Mixing operations with signed and unsigned types

Sun Jul 4 10:24:09 PDT 2010

Stewart Gordon:

Sorry for the late reply, I was quite busy. Thank you for your comments, even if I don't agree with some of them :-)

>If it's logical and the program works, it isn't objectively wrong.<

Right. But bug-prone means that often enough people write code that doesn't work.

>Some of us prefer to use unsigned types where the value is semantically unsigned, and know what we're doing.  So any measures to stronghold programmers against using them are going to be a nuisance.<

I have not asked to remove the unsigned types, so you can relax. And replacing lengths/indexes with signed values isn't a way to forbid you to use unsigned values in your programs, it's right the opposite: it's a way to not force me (and many other programmers that want to write simple D non-system programs) to use unsigned values in my code.

D (and all other languages beside ASM) try to push programmers toward safer ways to write code, even types can be seen as restrictions, but a wise programmer knows they are there to help the creation of less buggy programs, etc.

> I can also imagine promoting your mindset leading to edit wars between
> developers declaring an int and then putting
>      assert (qwert >= 0);
> in the class invariant, and those who see this and think it's brain-damaged.

This is quite interesting.
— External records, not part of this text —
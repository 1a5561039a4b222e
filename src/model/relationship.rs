//! Relationship keys: ordered entity tuples.

use std::fmt;
use std::ops::Deref;

use smallvec::SmallVec;

use super::Entity;

/// An ordered tuple of entities, one per member class of a relationship
/// class, in the class's declared member order.
///
/// Object-class members are addressed by one-element keys, so parameter
/// values on objects and on relationships share a single key type.
#[derive(Debug, Clone, PartialEq, Eq, Hash, PartialOrd, Ord, Default)]
pub struct RelationshipKey(SmallVec<[Entity; 4]>);

impl RelationshipKey {
    pub fn new(entities: impl IntoIterator<Item = Entity>) -> Self {
        Self(entities.into_iter().collect())
    }

    /// One-element key addressing a single object.
    pub fn single(entity: Entity) -> Self {
        let mut inner = SmallVec::new();
        inner.push(entity);
        Self(inner)
    }

    pub fn arity(&self) -> usize {
        self.0.len()
    }

    /// Keep only the components at `positions`, in that order.
    pub fn project(&self, positions: &[usize]) -> Self {
        Self(positions.iter().filter_map(|&p| self.0.get(p).cloned()).collect())
    }

    pub fn into_entities(self) -> Vec<Entity> {
        self.0.into_vec()
    }
}

impl Deref for RelationshipKey {
    type Target = [Entity];

    fn deref(&self) -> &[Entity] {
        &self.0
    }
}

impl FromIterator<Entity> for RelationshipKey {
    fn from_iter<I: IntoIterator<Item = Entity>>(iter: I) -> Self {
        Self::new(iter)
    }
}

impl From<Entity> for RelationshipKey {
    fn from(entity: Entity) -> Self {
        Self::single(entity)
    }
}

impl fmt::Display for RelationshipKey {
    fn fmt(&self, f: &mut fmt::Formatter<'_>) -> fmt::Result {
        write!(f, "(")?;
        for (i, e) in self.0.iter().enumerate() {
            if i > 0 { write!(f, ", ")?; }
            write!(f, "{e}")?;
        }
        write!(f, ")")
    }
}
impl Parameter {
    pub fn new(name: impl Into<String>, classes: Vec<Arc<dyn ClassIndex>>) -> Self {
        Self {
            name: name.into(),
            classes: classes
                .into_iter()
                .map(|class| ParameterClass {
                    class,
                    values: Vec::new(),
                    rows: HashMap::new(),
                })
                .collect(),
        }
    }

    /// Set the value for `key` of `class`.
    ///
    /// Fails when `class` is not one of the parameter's classes, when `key`
    /// is not a current member of it, or when `key` already has a value.
    pub fn insert(&mut self, class: &str, key: RelationshipKey, value: Value) -> Result<()> {
        let parameter = &self.name;
        let pc = self
            .classes
            .iter_mut()
            .find(|pc| pc.class.name() == class)
            .ok_or_else(|| Error::UnknownClass(format!("{class} (parameter {parameter})")))?;
        if !pc.class.contains_key(&key) {
            return Err(Error::MalformedIngest(format!(
                "value of {parameter} for {key}: not a member of {class}"
            )));
        }
        if pc.rows.contains_key(&key) {
            return Err(Error::DuplicateName {
                kind: "parameter value",
                name: format!("{parameter}{key}"),
            });
        }
        pc.rows.insert(key.clone(), pc.values.len());
        pc.values.push((key, value));
        Ok(())
    }

    pub fn name(&self) -> &str {
        &self.name
    }

    /// Names of the classes this parameter is defined on.
    pub fn classes(&self) -> impl Iterator<Item = &str> {
        self.classes.iter().map(|pc| pc.class.name())
    }

    /// Number of specified values over all classes.
    pub fn len(&self) -> usize {
        self.classes.iter().map(|pc| pc.values.len()).sum()
    }

    pub fn is_empty(&self) -> bool {
        self.len() == 0
    }

    /// The stored value for `key` of `class`, without navigation.
    pub fn value(&self, class: &str, key: &[Entity]) -> Option<&Value> {
        let pc = self.classes.iter().find(|pc| pc.class.name() == class)?;
        pc.get(&RelationshipKey::new(key.iter().cloned()))
    }

    /// The value for the member bound by `binding`, navigated by `lookup`.
    ///
    /// `binding` must bind every dimension of one of the parameter's classes
    /// to a single entity. A missing value (or a time series with nothing
    /// for `lookup.t`) is [`Error::ParameterNotSpecified`] when
    /// `lookup.strict`, and `Ok(None)` otherwise.
    pub fn resolve(&self, binding: &Filters, lookup: &Lookup) -> Result<Option<&Value>> {
        trace!(parameter = %self.name, bound = binding.len(), "resolve");
        let (pc, key) = self.bind(binding)?;
        let found = match pc.get(&key) {
            Some(base) => lookup.navigate(base)?,
            None => None,
        };
        match found {
            Some(value) => Ok(Some(value)),
            None if lookup.strict => Err(Error::ParameterNotSpecified {
                parameter: self.name.clone(),
                key: describe(pc.class.dimensions(), &key),
            }),
            None => Ok(None),
        }
    }

    /// The class fully bound by `binding`, and the key it binds.
    fn bind(&self, binding: &Filters) -> Result<(&ParameterClass, RelationshipKey)> {
        for (dimension, filter) in binding.iter() {
            if !matches!(filter, Filter::One(_)) {
                return Err(Error::InvalidKey(format!(
                    "{} needs a single entity for {dimension}",
                    self.name
                )));
            }
        }
        let pc = self
            .classes
            .iter()
            .find(|pc| {
                let dims = pc.class.dimensions();
                dims.len() == binding.len() && dims.iter().all(|d| binding.get(d).is_some())
            })
            .ok_or_else(|| {
                let bound: Vec<&str> = binding.iter().map(|(d, _)| d).collect();
                Error::InvalidKey(format!(
                    "{} is not defined on a class with dimensions [{}]",
                    self.name,
                    bound.join(", ")
                ))
            })?;

        let mut key = Vec::with_capacity(binding.len());
        for (position, dimension) in pc.class.dimensions().iter().enumerate() {
            if let Some(Filter::One(entity)) = binding.get(dimension) {
                pc.class.check_member(position, entity)?;
                key.push(entity.clone());
            }
        }
        Ok((pc, RelationshipKey::new(key)))
    }

    /// Members with a non-null value, filtered like a class query.
    ///
    /// A filter restricts the classes that have its dimension and excludes
    /// the ones that lack it. A dimension no class has is an error.
    pub fn indices(&self, filters: &Filters) -> Result<Indices<'_>> {
        for (dimension, _) in filters.iter() {
            let known = self
                .classes
                .iter()
                .any(|pc| pc.class.dimensions().iter().any(|d| d == dimension));
            if !known {
                return Err(Error::UnknownDimension {
                    class: self.name.clone(),
                    dimension: dimension.to_owned(),
                });
            }
        }

        let mut plans = Vec::with_capacity(self.classes.len());
        for (i, pc) in self.classes.iter().enumerate() {
            if let Some(resolved) = resolve_filters(pc.class.as_ref(), filters)? {
                plans.push((i, resolved));
            }
        }
        Ok(Indices {
            parameter: self,
            plans,
            plan: 0,
            row: 0,
        })
    }
}
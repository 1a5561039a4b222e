//! TimeSeries: values indexed by time slice.

use serde::{Deserialize, Serialize};

use super::time_slice::{t_highest_resolution, TimeSlice};
use super::Value;
use crate::{Error, Result};

/// A sequence of `(TimeSlice, Value)` entries, kept sorted by slice.
///
/// Slices are unique within a series. A value that holds "for all time"
/// is an entry keyed by [`TimeSlice::all_time`].
#[derive(Debug, Clone, PartialEq, Default, Serialize, Deserialize)]
#[serde(try_from = "Vec<(TimeSlice, Value)>", into = "Vec<(TimeSlice, Value)>")]
pub struct TimeSeries {
    entries: Vec<(TimeSlice, Value)>,
}

impl TimeSeries {
    /// Fails with [`Error::MalformedIngest`] when two entries share a slice.
    pub fn new(entries: impl IntoIterator<Item = (TimeSlice, Value)>) -> Result<Self> {
        let mut entries: Vec<(TimeSlice, Value)> = entries.into_iter().collect();
        entries.sort_by(|a, b| a.0.cmp(&b.0));
        if let Some(w) = entries.windows(2).find(|w| w[0].0 == w[1].0) {
            return Err(Error::MalformedIngest(format!(
                "time series has two entries for {}", w[0].0
            )));
        }
        Ok(Self { entries })
    }

    /// A series with a single entry that applies at any time.
    pub fn constant(value: Value) -> Self {
        Self { entries: vec![(TimeSlice::all_time(), value)] }
    }

    pub fn len(&self) -> usize {
        self.entries.len()
    }

    pub fn is_empty(&self) -> bool {
        self.entries.is_empty()
    }

    pub fn iter(&self) -> impl Iterator<Item = (&TimeSlice, &Value)> {
        self.entries.iter().map(|(t, v)| (t, v))
    }

    /// The entry applicable to the query slice `t`.
    ///
    /// Entries whose slice contains `t` take precedence; if none does,
    /// entries overlapping `t` are considered. Among the candidates the
    /// highest-resolution ones win. More than one winner is reported as
    /// [`Error::AmbiguousTemporalMatch`]; no candidate at all as `Ok(None)`.
    ///
    /// An instant (`start == end`) lies in `[start, end)` of an entry, so
    /// on a shared boundary it belongs to the later entry.
    pub fn at(&self, t: &TimeSlice) -> Result<Option<&Value>> {
        let containing: Vec<usize> = if t.is_degenerate() {
            self.positions(|s| s == t || (s.start() <= t.start() && t.start() < s.end()))
        } else {
            self.positions(|s| s.contains(t))
        };
        let candidates = if containing.is_empty() {
            self.positions(|s| s.overlaps(t))
        } else {
            containing
        };
        if candidates.is_empty() {
            return Ok(None);
        }

        let slices: Vec<TimeSlice> = candidates.iter().map(|&i| self.entries[i].0).collect();
        let finest = t_highest_resolution(&slices);
        match finest.as_slice() {
            [only] => Ok(self
                .entries
                .iter()
                .find(|(s, _)| s == only)
                .map(|(_, v)| v)),
            _ => Err(Error::AmbiguousTemporalMatch {
                t: t.to_string(),
                candidates: finest.iter().map(ToString::to_string).collect(),
            }),
        }
    }

    fn positions(&self, pred: impl Fn(&TimeSlice) -> bool) -> Vec<usize> {
        self.entries
            .iter()
            .enumerate()
            .filter(|(_, (s, _))| pred(s))
            .map(|(i, _)| i)
            .collect()
    }
}

impl TryFrom<Vec<(TimeSlice, Value)>> for TimeSeries {
    type Error = Error;

    fn try_from(entries: Vec<(TimeSlice, Value)>) -> Result<Self> {
        Self::new(entries)
    }
}

impl From<TimeSeries> for Vec<(TimeSlice, Value)> {
    fn from(series: TimeSeries) -> Self {
        series.entries
    }
}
You think that using an unsigned type in D is today the same thing than using a signed value + an assert of it not being negative? In the beginning, when I was used to Delphi programming I have done the same, but I have soon found out that was unsafe. Today D unsigned values don't give you a nice overflow error (as I have asked Walter many times) when you try to assign them a number outside their range, they happily wrap around, this causes bugs in programs. So using an unsigned number to denote a value that can't be negative is dangerous and it can be stupid too. In D you need to take a signed value from outside and then assign it to a unsigned value only after you have tested it to be nonnegative.

> True, but that doesn't mean that we should force programmers to use
> signed values for nearly everything.

D wants to be a system language, and I presume system programmers are able to use unsigned values. But D can also be used as application language (as C#) and I presume most usages of D will be of this kind. And in my experience there is a good number of 'application programmers' that have problems with unsigned numbers. Length and array indexes are not something that is used by system programmers only (as the opBinary operator overloading) they are things used often in any kind of programs, even small ones, so making them unsigned will be a trap for many programmers.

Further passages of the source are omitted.